Exercise requirements ▸ Report every line of the data where the string "Success" appears.

Excerpts from a dataset:
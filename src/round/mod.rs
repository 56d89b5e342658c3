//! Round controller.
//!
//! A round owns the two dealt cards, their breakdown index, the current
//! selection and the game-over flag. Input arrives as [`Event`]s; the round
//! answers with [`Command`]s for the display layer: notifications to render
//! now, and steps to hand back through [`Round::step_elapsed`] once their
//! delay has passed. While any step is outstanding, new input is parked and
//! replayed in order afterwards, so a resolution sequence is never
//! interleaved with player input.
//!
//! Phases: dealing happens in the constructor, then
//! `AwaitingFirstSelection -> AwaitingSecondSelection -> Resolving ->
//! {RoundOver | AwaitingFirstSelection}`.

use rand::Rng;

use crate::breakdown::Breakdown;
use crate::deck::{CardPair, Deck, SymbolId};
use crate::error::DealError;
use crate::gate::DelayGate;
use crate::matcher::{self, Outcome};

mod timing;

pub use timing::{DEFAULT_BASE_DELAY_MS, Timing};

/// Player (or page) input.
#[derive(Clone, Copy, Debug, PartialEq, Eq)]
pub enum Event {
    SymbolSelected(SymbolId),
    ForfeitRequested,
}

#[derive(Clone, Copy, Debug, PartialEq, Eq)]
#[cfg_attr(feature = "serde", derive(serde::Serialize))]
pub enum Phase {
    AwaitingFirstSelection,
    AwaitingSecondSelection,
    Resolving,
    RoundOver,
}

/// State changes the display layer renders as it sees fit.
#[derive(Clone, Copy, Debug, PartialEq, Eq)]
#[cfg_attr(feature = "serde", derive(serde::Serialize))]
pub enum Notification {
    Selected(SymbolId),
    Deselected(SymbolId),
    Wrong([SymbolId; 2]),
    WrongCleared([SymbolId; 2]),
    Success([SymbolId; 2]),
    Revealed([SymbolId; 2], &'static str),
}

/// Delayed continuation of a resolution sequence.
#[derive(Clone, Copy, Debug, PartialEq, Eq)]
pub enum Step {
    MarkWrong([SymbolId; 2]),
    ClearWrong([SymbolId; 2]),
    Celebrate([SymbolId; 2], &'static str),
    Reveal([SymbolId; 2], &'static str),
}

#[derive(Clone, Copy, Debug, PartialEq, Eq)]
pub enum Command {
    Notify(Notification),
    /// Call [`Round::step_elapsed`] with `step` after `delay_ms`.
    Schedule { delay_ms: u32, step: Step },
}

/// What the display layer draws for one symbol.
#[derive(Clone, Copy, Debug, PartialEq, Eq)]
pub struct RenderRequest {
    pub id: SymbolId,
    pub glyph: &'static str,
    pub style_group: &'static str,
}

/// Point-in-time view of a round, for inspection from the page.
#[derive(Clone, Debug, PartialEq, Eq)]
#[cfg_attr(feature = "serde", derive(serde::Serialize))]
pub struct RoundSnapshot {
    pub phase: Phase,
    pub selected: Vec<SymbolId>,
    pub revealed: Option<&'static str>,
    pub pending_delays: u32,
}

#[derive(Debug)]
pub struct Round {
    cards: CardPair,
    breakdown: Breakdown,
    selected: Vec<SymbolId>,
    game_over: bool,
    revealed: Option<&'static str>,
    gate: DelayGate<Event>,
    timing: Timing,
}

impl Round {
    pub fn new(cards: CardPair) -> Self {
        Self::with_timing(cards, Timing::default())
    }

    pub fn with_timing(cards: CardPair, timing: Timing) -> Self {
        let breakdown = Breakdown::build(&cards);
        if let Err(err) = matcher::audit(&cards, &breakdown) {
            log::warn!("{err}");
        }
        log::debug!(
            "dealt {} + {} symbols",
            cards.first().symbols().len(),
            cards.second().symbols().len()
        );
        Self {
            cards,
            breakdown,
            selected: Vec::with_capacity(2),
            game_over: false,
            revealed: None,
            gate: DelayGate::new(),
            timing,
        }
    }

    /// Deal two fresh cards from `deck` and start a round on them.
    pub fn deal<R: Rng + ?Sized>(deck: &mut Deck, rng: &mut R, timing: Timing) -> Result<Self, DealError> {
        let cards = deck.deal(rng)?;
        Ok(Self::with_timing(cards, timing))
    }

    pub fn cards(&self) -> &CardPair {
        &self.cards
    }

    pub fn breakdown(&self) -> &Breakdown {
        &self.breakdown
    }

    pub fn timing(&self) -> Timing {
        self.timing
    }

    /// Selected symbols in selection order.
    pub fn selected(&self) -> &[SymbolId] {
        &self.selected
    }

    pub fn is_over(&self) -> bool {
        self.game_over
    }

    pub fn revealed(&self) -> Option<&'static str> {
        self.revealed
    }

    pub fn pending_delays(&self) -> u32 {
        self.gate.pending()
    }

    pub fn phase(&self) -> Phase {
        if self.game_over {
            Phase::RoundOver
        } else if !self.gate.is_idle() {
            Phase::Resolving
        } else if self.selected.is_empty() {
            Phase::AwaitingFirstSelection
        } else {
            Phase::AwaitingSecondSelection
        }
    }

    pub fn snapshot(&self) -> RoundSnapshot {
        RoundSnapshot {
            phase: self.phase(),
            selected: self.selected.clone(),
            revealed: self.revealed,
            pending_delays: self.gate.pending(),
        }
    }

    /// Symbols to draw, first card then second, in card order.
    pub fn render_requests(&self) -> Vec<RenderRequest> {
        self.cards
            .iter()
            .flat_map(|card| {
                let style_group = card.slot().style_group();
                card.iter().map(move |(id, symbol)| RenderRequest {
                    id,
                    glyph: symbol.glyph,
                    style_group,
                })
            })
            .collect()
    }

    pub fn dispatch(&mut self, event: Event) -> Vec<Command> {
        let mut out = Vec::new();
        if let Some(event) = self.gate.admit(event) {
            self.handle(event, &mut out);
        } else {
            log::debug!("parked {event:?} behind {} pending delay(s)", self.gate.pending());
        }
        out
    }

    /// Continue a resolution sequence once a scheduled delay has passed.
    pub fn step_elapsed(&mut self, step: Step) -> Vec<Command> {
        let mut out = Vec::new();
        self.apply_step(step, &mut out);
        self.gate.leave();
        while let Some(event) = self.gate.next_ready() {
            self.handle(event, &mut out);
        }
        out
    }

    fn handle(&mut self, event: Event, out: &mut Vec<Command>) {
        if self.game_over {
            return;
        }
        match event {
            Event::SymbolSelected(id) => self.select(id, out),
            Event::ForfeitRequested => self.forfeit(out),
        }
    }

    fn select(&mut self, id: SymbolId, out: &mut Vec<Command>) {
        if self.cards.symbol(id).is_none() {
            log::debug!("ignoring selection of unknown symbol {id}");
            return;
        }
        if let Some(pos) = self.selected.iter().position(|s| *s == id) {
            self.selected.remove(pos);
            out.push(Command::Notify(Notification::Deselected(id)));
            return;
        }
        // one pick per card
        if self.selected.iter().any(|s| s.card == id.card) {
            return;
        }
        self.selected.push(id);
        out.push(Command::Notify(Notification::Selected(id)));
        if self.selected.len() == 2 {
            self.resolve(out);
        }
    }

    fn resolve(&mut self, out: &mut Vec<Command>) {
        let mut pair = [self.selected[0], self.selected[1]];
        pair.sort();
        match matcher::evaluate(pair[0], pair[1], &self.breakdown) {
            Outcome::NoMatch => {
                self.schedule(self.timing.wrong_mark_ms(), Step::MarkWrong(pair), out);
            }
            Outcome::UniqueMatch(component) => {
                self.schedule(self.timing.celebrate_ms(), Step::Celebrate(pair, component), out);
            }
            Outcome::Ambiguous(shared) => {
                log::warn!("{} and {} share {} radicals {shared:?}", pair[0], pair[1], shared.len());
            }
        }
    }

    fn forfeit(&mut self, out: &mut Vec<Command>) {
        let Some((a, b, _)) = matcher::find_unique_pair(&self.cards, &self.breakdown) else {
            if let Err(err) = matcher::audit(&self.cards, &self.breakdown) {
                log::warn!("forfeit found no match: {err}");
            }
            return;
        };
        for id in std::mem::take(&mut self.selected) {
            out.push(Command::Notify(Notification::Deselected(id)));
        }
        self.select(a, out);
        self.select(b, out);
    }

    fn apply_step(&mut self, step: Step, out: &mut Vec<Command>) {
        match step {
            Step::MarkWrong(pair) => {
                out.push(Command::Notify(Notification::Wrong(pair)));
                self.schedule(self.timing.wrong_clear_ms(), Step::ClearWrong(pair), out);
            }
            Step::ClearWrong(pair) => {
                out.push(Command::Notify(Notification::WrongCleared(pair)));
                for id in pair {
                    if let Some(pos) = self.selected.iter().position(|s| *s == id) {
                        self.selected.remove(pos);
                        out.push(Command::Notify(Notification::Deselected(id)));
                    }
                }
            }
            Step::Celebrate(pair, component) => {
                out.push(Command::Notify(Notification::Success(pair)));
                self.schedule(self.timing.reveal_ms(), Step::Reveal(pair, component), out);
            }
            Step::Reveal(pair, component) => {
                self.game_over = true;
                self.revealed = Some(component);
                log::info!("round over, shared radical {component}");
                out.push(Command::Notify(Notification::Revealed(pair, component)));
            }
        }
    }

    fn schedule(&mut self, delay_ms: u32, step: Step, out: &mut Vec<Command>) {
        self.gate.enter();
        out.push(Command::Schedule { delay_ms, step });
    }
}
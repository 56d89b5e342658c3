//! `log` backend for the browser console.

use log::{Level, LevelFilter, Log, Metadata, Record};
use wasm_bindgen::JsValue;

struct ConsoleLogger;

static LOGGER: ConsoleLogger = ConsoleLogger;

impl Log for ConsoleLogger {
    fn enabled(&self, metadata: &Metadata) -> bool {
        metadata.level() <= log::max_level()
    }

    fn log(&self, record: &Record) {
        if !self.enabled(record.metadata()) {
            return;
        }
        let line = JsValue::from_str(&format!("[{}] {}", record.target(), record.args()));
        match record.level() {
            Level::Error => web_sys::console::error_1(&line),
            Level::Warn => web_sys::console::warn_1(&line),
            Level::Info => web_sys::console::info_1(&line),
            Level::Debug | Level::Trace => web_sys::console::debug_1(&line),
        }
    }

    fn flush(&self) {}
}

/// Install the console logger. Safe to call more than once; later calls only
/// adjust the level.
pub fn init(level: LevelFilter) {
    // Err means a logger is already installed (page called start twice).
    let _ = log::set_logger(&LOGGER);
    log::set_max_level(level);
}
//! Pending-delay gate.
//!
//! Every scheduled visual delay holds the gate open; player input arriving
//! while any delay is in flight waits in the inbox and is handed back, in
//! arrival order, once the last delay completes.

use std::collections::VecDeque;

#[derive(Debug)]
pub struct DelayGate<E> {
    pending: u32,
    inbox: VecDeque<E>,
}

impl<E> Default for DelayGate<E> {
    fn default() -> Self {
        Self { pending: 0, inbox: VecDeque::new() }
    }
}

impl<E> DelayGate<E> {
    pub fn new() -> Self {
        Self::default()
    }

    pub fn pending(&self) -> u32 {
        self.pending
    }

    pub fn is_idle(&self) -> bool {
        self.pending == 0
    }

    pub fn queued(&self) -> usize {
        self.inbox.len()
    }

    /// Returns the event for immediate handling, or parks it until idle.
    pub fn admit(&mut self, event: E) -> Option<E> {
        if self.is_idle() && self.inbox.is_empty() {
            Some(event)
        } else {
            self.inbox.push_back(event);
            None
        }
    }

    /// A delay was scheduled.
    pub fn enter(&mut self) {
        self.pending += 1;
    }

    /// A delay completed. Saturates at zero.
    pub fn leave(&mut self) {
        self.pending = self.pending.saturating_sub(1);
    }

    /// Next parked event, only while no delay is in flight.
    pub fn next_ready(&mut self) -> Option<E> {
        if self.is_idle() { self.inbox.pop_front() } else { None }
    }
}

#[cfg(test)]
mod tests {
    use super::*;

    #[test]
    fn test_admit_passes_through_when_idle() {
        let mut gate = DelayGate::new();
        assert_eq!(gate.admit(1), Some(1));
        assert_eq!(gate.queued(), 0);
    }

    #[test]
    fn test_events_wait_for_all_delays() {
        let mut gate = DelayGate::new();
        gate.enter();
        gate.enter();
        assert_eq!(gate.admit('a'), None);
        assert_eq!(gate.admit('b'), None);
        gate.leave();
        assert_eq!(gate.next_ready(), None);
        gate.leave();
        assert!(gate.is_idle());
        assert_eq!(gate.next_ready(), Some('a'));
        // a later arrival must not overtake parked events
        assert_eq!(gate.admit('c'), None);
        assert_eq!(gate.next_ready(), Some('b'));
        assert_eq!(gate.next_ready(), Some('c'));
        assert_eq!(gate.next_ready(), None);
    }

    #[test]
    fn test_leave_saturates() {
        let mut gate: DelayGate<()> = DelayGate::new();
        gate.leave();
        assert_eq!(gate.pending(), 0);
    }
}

Task answer ▸
    Success([SymbolId; 2]),
                out.push(Command::Notify(Notification::Success(pair)));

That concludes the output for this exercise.